Implementation of AI in a medical facility decreases the involvement of staff in other than strictly medical activities, which is an all-too-often complaint appearing while surveying healthcare workers. AI use generates financial benefits for the facility by relieving and redirecting medical professionals to clinical processes [7]. The benefits depend on the costs incurred by a given facility and savings of time otherwise used for administrative work before the commencement of AI [8,9]. There is an added-on psychological value consisting of increased confidence and coherence in clinical undertakings often requiring time and attention to be thoroughly thought out to achieve optimal performance [10,11]. That all is consistent with other industries where robotization and automation take over repetitive, simple processes, allowing qualified human resources to be directed to activities that generate the greatest value [12,13].

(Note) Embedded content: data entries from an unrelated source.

use std::env;
use std::fs;
use std::path::{Path, PathBuf};

use secrecy::{ExposeSecret, SecretString};
use serde::Deserialize;
use thiserror::Error;

use crate::policy::PolicyConfig;

/// Application configuration, assembled in layers: built-in defaults, an
/// optional TOML file, `MATZIP_*` environment variables, then programmatic
/// overrides. Validation runs once over the merged result.
#[derive(Clone, Debug)]
pub struct AppConfig {
    pub search: SearchBackendConfig,
    pub llm: LlmConfig,
    pub resolver: PolicyConfig,
    pub server: ServerConfig,
    pub logging: LoggingConfig,
}

#[derive(Clone, Debug)]
pub struct SearchBackendConfig {
    pub base_url: String,
    pub index: String,
    pub timeout_secs: u64,
}

#[derive(Clone, Debug)]
pub struct LlmConfig {
    pub api_key: Option<SecretString>,
    pub base_url: String,
    pub model: String,
    pub timeout_secs: u64,
}

#[derive(Clone, Debug)]
pub struct ServerConfig {
    pub bind_address: String,
    pub port: u16,
}

#[derive(Clone, Debug)]
pub struct LoggingConfig {
    pub level: String,
    pub format: LogFormat,
}

#[derive(Clone, Copy, Debug, PartialEq, Eq, Deserialize)]
#[serde(rename_all = "snake_case")]
pub enum LogFormat {
    Compact,
    Pretty,
    Json,
}

impl std::str::FromStr for LogFormat {
    type Err = ConfigError;

    fn from_str(value: &str) -> Result<Self, Self::Err> {
        match value.trim().to_ascii_lowercase().as_str() {
            "compact" => Ok(Self::Compact),
            "pretty" => Ok(Self::Pretty),
            "json" => Ok(Self::Json),
            other => Err(ConfigError::Validation(format!(
                "unsupported log format `{other}` (expected compact|pretty|json)"
            ))),
        }
    }
}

The main factors limiting the spread of AI tools in medical facilities are legal and financial regulations. To this end, the lack of unified liability regulations for the content generated by AI comes to the fore in Poland as well as the EU. Currently, full responsibility rests with medical staff who undersign the files developed [14], which hampers the full-fledged use of support offered by new technologies. For instance, AI provides transcriptions of file contents dictated and approved by doctors or nurses. Other AI capabilities having to do with the elaboration of test results, diagnostics, procedures, pharmacotherapies, and information collected by health information systems cannot be legitimately used. Thus, AI is a time saver for medical staff and improves workflow, but, currently, it does not relieve the staff from other time-established clinical responsibilities. Besides, AI algorithms undergo steady modifications and improvements, the clinical knowledge of which leaves a lot to be desired. The benefits of implementing AI also are desirable from a social perspective, given medical staff shortages. In Poland, there were 3.3 doctors and 5.1 nurses per 1000 inhabitants in 2017, with the EU averages of 4.0 and 8.3, respectively.

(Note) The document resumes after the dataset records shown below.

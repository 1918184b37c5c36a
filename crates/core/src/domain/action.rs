use serde::{Deserialize, Serialize};
use serde_json::{Map, Value};

use crate::errors::SearchError;

/// Catch-all search term used when a query cannot be recovered from the
/// resolved parameters. "맛집" is the generic Korean term for a good
/// restaurant, so it widens the search instead of failing it.
pub const DEFAULT_SEARCH_TERM: &str = "맛집";

pub const DEFAULT_LIMIT: u32 = 10;
pub const DEFAULT_SIMILAR_LIMIT: u32 = 5;

/// Untyped parameter bag as produced by the model's tool invocation.
pub type ParamMap = Map<String, Value>;

/// The closed set of query-construction strategies.
///
/// The wire names double as tool names in the catalog the model chooses
/// from; `parse` fails closed (`None`) on anything outside this set.
#[derive(Clone, Copy, Debug, PartialEq, Eq, Serialize, Deserialize)]
#[serde(rename_all = "snake_case")]
pub enum SearchStrategy {
    SearchRestaurants,
    SearchByCategory,
    SearchByMenu,
    SearchByPriceRange,
    GetRestaurantDetails,
    GetStatistics,
    RecommendSimilarRestaurants,
}

impl SearchStrategy {
    pub const ALL: [SearchStrategy; 7] = [
        Self::SearchRestaurants,
        Self::SearchByCategory,
        Self::SearchByMenu,
        Self::SearchByPriceRange,
        Self::GetRestaurantDetails,
        Self::GetStatistics,
        Self::RecommendSimilarRestaurants,
    ];

    pub fn parse(raw: &str) -> Option<Self> {
        match raw.trim() {
            "search_restaurants" => Some(Self::SearchRestaurants),
            "search_by_category" => Some(Self::SearchByCategory),
            "search_by_menu" => Some(Self::SearchByMenu),
            "search_by_price_range" => Some(Self::SearchByPriceRange),
            "get_restaurant_details" => Some(Self::GetRestaurantDetails),
            "get_statistics" => Some(Self::GetStatistics),
            "recommend_similar_restaurants" => Some(Self::RecommendSimilarRestaurants),
            _ => None,
        }
    }

    pub fn as_str(&self) -> &'static str {
        match self {
            Self::SearchRestaurants => "search_restaurants",
            Self::SearchByCategory => "search_by_category",
            Self::SearchByMenu => "search_by_menu",
            Self::SearchByPriceRange => "search_by_price_range",
            Self::GetRestaurantDetails => "get_restaurant_details",
            Self::GetStatistics => "get_statistics",
            Self::RecommendSimilarRestaurants => "recommend_similar_restaurants",
        }
    }
}

impl std::fmt::Display for SearchStrategy {
    fn fmt(&self, f: &mut std::fmt::Formatter<'_>) -> std::fmt::Result {
        f.write_str(self.as_str())
    }
}

/// A resolved `(strategy, parameters)` pair ready for dispatch.
///
/// Parameters stay untyped here because they arrive from an untrusted model
/// reply; each strategy validates them into its own param struct before a
/// query is built.
#[derive(Clone, Debug, PartialEq, Serialize, Deserialize)]
pub struct Action {
    pub strategy: SearchStrategy,
    #[serde(default)]
    pub params: ParamMap,
}

impl Action {
    pub fn new(strategy: SearchStrategy, params: ParamMap) -> Self {
        Self { strategy, params }
    }

    /// Unified search over `query`, the shape every fallback reduces to.
    pub fn unified(query: impl Into<String>, limit: u32) -> Self {
        let mut params = ParamMap::new();
        params.insert("query".to_owned(), Value::String(query.into()));
        params.insert("limit".to_owned(), Value::from(limit));
        Self { strategy: SearchStrategy::SearchRestaurants, params }
    }

    pub fn str_param(&self, key: &str) -> Option<&str> {
        self.params.get(key).and_then(Value::as_str).map(str::trim).filter(|s| !s.is_empty())
    }

    pub fn int_param(&self, key: &str) -> Option<i64> {
        self.params.get(key).and_then(Value::as_i64)
    }

    pub fn bool_param(&self, key: &str) -> Option<bool> {
        self.params.get(key).and_then(Value::as_bool)
    }

    fn limit_param(&self, default: u32) -> u32 {
        self.int_param("limit").and_then(|v| u32::try_from(v).ok()).filter(|v| *v > 0)
            .unwrap_or(default)
    }
}

/// Parameters for unified search.
///
/// Construction never fails: a missing `query` falls back to `keyword` and
/// then to the default term, so the dispatcher's catch-all arm always yields
/// some result set.
#[derive(Clone, Debug, PartialEq, Eq)]
pub struct UnifiedParams {
    pub query: String,
    pub limit: u32,
    pub include_details: bool,
}

impl UnifiedParams {
    pub fn from_action(action: &Action) -> Self {
        let query = action
            .str_param("query")
            .or_else(|| action.str_param("keyword"))
            .unwrap_or(DEFAULT_SEARCH_TERM)
            .to_owned();
        Self {
            query,
            limit: action.limit_param(DEFAULT_LIMIT),
            include_details: action.bool_param("include_details").unwrap_or(false),
        }
    }
}

#[derive(Clone, Debug, PartialEq, Eq)]
pub struct CategoryParams {
    pub category: String,
    pub limit: u32,
}

impl CategoryParams {
    pub fn from_action(action: &Action) -> Result<Self, SearchError> {
        let category = action
            .str_param("category")
            .ok_or_else(|| SearchError::InvalidParameters("category is required".to_owned()))?
            .to_owned();
        Ok(Self { category, limit: action.limit_param(DEFAULT_LIMIT) })
    }
}

#[derive(Clone, Debug, PartialEq, Eq)]
pub struct MenuParams {
    pub menu_keyword: String,
    pub limit: u32,
}

impl MenuParams {
    pub fn from_action(action: &Action) -> Result<Self, SearchError> {
        let menu_keyword = action
            .str_param("menu_keyword")
            .ok_or_else(|| SearchError::InvalidParameters("menu_keyword is required".to_owned()))?
            .to_owned();
        Ok(Self { menu_keyword, limit: action.limit_param(DEFAULT_LIMIT) })
    }
}

/// Price band over nested menu prices, in won. At least one bound must be
/// present for the range filter to mean anything.
#[derive(Clone, Debug, PartialEq, Eq)]
pub struct PriceRangeParams {
    pub min_price: Option<i64>,
    pub max_price: Option<i64>,
    pub limit: u32,
}

impl PriceRangeParams {
    pub fn from_action(action: &Action) -> Result<Self, SearchError> {
        let min_price = action.int_param("min_price");
        let max_price = action.int_param("max_price");
        if min_price.is_none() && max_price.is_none() {
            return Err(SearchError::InvalidParameters(
                "at least one of min_price or max_price is required".to_owned(),
            ));
        }
        Ok(Self { min_price, max_price, limit: action.limit_param(DEFAULT_LIMIT) })
    }
}

#[derive(Clone, Debug, PartialEq, Eq)]
pub struct DetailParams {
    pub restaurant_name: String,
}

impl DetailParams {
    pub fn from_action(action: &Action) -> Result<Self, SearchError> {
        let restaurant_name = action
            .str_param("restaurant_name")
            .ok_or_else(|| {
                SearchError::InvalidParameters("restaurant_name is required".to_owned())
            })?
            .to_owned();
        Ok(Self { restaurant_name })
    }
}

#[derive(Clone, Debug, PartialEq, Eq)]
pub struct SimilarParams {
    pub restaurant_name: String,
    pub limit: u32,
}

impl SimilarParams {
    pub fn from_action(action: &Action) -> Result<Self, SearchError> {
        let restaurant_name = action
            .str_param("restaurant_name")
            .ok_or_else(|| {
                SearchError::InvalidParameters("restaurant_name is required".to_owned())
            })?
            .to_owned();
        Ok(Self { restaurant_name, limit: action.limit_param(DEFAULT_SIMILAR_LIMIT) })
    }
}

#[cfg(test)]
mod tests {
    use serde_json::json;

    use super::*;

    fn params(value: serde_json::Value) -> ParamMap {
        value.as_object().cloned().expect("object literal")
    }

    #[test]
    fn strategy_names_round_trip() {
        for strategy in SearchStrategy::ALL {
            assert_eq!(SearchStrategy::parse(strategy.as_str()), Some(strategy));
        }
        assert_eq!(SearchStrategy::parse("drop_all_tables"), None);
        assert_eq!(SearchStrategy::parse(""), None);
    }

    #[test]
    fn unified_params_fall_back_through_keyword_to_default_term() {
        let from_query = Action::new(
            SearchStrategy::SearchRestaurants,
            params(json!({"query": "갈비찜", "limit": 5, "include_details": true})),
        );
        let unified = UnifiedParams::from_action(&from_query);
        assert_eq!(unified.query, "갈비찜");
        assert_eq!(unified.limit, 5);
        assert!(unified.include_details);

        let from_keyword = Action::new(
            SearchStrategy::SearchRestaurants,
            params(json!({"keyword": "짬뽕"})),
        );
        assert_eq!(UnifiedParams::from_action(&from_keyword).query, "짬뽕");

        let empty = Action::new(SearchStrategy::SearchRestaurants, ParamMap::new());
        let fallback = UnifiedParams::from_action(&empty);
        assert_eq!(fallback.query, DEFAULT_SEARCH_TERM);
        assert_eq!(fallback.limit, DEFAULT_LIMIT);
        assert!(!fallback.include_details);
    }

    #[test]
    fn price_range_requires_at_least_one_bound() {
        let unbounded = Action::new(SearchStrategy::SearchByPriceRange, ParamMap::new());
        assert!(matches!(
            PriceRangeParams::from_action(&unbounded),
            Err(SearchError::InvalidParameters(_))
        ));

        let upper_only = Action::new(
            SearchStrategy::SearchByPriceRange,
            params(json!({"max_price": 15000})),
        );
        let range = PriceRangeParams::from_action(&upper_only).expect("one bound suffices");
        assert_eq!(range.min_price, None);
        assert_eq!(range.max_price, Some(15000));
    }

    #[test]
    fn detail_lookup_requires_a_name() {
        let nameless = Action::new(SearchStrategy::GetRestaurantDetails, ParamMap::new());
        assert!(DetailParams::from_action(&nameless).is_err());

        let blank = Action::new(
            SearchStrategy::GetRestaurantDetails,
            params(json!({"restaurant_name": "   "})),
        );
        assert!(DetailParams::from_action(&blank).is_err());
    }

    #[test]
    fn similar_limit_defaults_to_five() {
        let action = Action::new(
            SearchStrategy::RecommendSimilarRestaurants,
            params(json!({"restaurant_name": "여의도 한정식"})),
        );
        assert_eq!(SimilarParams::from_action(&action).expect("valid").limit, 5);
    }

    #[test]
    fn nonsense_limits_revert_to_default() {
        let action = Action::new(
            SearchStrategy::SearchRestaurants,
            params(json!({"query": "카페", "limit": -3})),
        );
        assert_eq!(UnifiedParams::from_action(&action).limit, DEFAULT_LIMIT);
    }
}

Additionally, the number of patients requiring long–term nursing care due to multiple chronic conditions (multimorbidity) increased sharply the world over in recent years, reaching an estimated 50 million people in Europe with prospects of further increases in the years to come [15,16]. And Poland is no exception in the trend [17]. This shows the scale of the problem and justifies actions to engage as many as feasible healthcare professionals in clinical management and away from administrative activities by broad use of the sprouting AI algorithms.

In the present study, cost-benefit modeling included both costs related to direct patient management like therapy, diagnostics, or chronic care and also those incurred for the implementation of new technologies. The costs of implementing AI features were presented on an accrual basis, i.e., given the depreciation of the technology purchased over time. When assessing an investment and calculating its net expected value, it is necessary to analyze the costs and benefits incurred over the entire investment life cycle. The analysis has limitations inherent in ideation modeling, largely stemming from biases linked to assumptions made. In an attempt to minimize such biases, we presented nine crossover modeling scenarios, with a triple range of both medical file volumes developed and AI features considered, always referenced to the same number of 134 patients at onset (scenario 1a) taken as control.

Notwithstanding the limitations above outlined, we conclude that the implementation of AI into medical file processing benefits health workers’ clinical manageability in the workplace and reduces the socioeconomic strain of health care. The results of this modeling exercise strongly advocate the implementation of AI in clinical practice pointing to fiscal advantages, likely turning into benefits for particularly chronic patient management and nursing.